# [Assigned task]
Go through the data below. List every line that holds the word "TransitionBuilder".

==== Extracted information

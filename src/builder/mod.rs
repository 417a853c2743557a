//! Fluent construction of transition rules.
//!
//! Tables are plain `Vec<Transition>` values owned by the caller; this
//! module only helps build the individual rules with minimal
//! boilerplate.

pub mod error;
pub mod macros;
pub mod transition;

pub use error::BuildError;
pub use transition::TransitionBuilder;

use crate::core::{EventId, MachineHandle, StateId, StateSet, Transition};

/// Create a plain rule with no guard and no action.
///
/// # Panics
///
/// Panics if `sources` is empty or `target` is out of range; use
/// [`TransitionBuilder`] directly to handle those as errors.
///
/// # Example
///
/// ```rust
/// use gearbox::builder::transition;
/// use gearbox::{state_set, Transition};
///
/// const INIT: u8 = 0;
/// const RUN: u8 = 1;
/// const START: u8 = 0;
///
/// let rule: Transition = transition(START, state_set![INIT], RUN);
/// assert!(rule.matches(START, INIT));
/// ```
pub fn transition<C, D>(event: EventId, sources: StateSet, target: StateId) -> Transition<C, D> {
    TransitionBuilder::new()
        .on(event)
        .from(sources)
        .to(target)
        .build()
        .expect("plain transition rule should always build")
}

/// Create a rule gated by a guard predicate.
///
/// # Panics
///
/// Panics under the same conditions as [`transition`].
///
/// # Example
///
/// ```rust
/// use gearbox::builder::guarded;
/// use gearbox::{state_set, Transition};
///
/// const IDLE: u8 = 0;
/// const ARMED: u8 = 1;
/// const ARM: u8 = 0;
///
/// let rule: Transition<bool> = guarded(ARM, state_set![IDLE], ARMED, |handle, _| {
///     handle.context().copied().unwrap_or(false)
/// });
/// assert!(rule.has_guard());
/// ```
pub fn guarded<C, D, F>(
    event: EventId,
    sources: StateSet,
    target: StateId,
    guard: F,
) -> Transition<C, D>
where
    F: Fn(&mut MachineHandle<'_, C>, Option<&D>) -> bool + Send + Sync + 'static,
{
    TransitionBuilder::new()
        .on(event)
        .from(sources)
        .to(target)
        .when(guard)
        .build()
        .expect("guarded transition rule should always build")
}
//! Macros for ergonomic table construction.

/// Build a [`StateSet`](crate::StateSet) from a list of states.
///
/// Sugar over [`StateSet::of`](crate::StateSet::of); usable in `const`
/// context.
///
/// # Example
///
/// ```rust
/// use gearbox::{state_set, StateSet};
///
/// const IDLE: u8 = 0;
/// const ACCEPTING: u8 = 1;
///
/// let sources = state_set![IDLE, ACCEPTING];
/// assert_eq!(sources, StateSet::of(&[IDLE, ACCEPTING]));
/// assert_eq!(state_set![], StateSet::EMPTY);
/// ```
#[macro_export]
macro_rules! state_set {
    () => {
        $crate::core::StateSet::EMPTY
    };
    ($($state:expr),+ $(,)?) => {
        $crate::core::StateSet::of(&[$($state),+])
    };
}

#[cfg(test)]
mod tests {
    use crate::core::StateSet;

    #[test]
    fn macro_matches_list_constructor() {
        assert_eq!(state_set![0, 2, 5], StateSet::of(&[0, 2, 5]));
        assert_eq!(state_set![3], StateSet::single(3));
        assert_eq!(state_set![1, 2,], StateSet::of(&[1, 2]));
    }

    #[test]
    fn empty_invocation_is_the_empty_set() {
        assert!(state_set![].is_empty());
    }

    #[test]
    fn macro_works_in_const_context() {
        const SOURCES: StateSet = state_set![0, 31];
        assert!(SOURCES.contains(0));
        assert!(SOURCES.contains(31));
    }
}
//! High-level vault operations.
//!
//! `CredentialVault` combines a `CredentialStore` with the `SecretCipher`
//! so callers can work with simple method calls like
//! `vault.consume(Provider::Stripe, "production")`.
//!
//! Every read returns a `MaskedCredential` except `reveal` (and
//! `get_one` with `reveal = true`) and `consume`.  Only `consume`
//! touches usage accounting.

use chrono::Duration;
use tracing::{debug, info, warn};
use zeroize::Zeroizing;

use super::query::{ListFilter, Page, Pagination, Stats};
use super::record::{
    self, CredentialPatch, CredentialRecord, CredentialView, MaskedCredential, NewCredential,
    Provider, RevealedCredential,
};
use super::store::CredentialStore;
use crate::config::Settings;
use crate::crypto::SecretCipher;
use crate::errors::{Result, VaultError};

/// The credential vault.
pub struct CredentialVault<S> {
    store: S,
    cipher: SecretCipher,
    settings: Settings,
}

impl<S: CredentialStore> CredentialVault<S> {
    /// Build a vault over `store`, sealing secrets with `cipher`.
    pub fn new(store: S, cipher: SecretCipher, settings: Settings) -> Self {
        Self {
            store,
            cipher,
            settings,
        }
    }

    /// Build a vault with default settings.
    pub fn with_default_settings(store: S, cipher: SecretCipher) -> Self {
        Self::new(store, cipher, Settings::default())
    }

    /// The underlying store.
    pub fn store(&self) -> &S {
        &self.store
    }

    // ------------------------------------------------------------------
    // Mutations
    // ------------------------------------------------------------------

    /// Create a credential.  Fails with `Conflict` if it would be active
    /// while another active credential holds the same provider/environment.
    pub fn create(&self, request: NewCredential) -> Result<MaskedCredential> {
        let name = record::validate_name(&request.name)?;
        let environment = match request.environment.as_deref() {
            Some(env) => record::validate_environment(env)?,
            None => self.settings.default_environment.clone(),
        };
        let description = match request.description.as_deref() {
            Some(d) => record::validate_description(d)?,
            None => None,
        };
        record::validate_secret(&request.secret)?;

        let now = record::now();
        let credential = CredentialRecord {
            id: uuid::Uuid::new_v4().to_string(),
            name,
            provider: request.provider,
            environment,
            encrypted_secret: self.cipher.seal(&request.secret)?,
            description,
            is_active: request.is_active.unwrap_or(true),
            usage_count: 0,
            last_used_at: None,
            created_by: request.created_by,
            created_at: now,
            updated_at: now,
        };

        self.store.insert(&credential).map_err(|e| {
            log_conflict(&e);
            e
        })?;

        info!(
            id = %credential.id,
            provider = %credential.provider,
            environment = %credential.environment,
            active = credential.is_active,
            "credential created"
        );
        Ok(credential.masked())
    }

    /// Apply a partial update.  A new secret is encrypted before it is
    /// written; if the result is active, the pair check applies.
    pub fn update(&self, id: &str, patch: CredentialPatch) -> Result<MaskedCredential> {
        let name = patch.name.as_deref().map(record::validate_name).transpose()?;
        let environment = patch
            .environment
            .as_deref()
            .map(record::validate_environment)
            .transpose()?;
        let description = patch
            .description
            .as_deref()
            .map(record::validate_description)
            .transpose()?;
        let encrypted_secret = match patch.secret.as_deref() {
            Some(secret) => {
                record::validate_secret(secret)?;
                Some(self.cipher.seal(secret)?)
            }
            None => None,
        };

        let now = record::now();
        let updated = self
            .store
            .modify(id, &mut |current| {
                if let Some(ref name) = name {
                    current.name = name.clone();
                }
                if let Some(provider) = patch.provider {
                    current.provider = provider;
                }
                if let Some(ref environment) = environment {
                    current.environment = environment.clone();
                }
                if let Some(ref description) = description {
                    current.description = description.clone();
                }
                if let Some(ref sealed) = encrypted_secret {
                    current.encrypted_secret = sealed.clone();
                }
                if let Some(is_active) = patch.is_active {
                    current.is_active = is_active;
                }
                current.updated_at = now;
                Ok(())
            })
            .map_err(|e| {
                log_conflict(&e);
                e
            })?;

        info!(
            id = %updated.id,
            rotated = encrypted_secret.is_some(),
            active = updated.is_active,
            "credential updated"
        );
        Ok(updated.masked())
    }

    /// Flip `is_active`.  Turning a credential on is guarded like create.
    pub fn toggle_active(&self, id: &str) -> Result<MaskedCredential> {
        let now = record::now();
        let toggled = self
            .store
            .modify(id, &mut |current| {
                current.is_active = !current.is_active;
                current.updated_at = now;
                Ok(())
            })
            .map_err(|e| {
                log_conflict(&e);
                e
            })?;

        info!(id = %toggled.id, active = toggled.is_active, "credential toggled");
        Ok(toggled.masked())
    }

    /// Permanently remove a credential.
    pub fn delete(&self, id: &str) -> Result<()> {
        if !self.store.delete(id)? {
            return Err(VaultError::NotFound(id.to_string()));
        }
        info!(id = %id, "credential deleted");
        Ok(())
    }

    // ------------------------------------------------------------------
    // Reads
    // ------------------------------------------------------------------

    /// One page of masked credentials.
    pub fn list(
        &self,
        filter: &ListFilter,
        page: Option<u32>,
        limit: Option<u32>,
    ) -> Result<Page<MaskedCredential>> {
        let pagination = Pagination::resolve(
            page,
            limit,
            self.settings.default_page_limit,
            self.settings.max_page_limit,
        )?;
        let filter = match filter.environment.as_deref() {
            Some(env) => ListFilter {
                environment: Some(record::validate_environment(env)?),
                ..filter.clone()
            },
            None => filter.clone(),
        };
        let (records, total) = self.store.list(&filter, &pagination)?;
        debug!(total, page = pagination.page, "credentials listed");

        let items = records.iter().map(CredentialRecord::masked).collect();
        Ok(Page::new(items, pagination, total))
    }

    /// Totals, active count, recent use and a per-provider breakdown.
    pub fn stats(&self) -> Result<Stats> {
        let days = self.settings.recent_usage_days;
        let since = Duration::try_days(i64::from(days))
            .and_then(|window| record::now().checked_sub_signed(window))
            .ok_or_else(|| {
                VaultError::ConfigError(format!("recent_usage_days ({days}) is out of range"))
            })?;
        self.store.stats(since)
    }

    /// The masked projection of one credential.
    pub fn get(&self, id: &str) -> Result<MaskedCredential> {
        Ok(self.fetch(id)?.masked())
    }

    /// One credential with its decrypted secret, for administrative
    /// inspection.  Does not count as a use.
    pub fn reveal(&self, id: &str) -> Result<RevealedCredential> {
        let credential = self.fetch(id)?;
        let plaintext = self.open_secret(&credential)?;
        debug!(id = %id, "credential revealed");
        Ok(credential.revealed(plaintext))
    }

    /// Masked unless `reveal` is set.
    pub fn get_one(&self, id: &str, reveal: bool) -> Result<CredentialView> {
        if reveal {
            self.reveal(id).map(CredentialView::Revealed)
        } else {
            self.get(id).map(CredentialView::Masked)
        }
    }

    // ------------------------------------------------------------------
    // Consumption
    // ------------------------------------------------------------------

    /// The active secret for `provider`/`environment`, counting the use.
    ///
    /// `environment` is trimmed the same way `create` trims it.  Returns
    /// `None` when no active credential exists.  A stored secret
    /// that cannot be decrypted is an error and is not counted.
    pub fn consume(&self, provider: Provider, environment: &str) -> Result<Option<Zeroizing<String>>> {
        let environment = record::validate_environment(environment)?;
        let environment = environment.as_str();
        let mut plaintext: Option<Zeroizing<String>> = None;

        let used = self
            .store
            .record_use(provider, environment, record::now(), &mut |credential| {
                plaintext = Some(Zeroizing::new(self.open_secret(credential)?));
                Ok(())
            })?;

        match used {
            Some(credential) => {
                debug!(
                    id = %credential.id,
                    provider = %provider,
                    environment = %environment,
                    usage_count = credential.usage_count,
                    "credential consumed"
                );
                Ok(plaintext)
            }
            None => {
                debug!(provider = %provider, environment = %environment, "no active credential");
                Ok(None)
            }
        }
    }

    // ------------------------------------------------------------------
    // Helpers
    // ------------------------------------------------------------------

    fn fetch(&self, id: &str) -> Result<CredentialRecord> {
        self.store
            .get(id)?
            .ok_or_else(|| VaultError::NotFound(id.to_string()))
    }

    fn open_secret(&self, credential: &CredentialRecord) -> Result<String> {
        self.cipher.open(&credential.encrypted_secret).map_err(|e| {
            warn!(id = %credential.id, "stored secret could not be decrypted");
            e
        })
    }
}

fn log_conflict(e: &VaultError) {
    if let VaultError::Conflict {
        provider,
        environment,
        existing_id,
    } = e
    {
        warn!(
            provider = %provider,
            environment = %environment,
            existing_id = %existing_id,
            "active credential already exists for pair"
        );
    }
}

========

# [Completed task]
pub use transition::TransitionBuilder;
/// [`TransitionBuilder`] directly to handle those as errors.
    TransitionBuilder::new()
    TransitionBuilder::new()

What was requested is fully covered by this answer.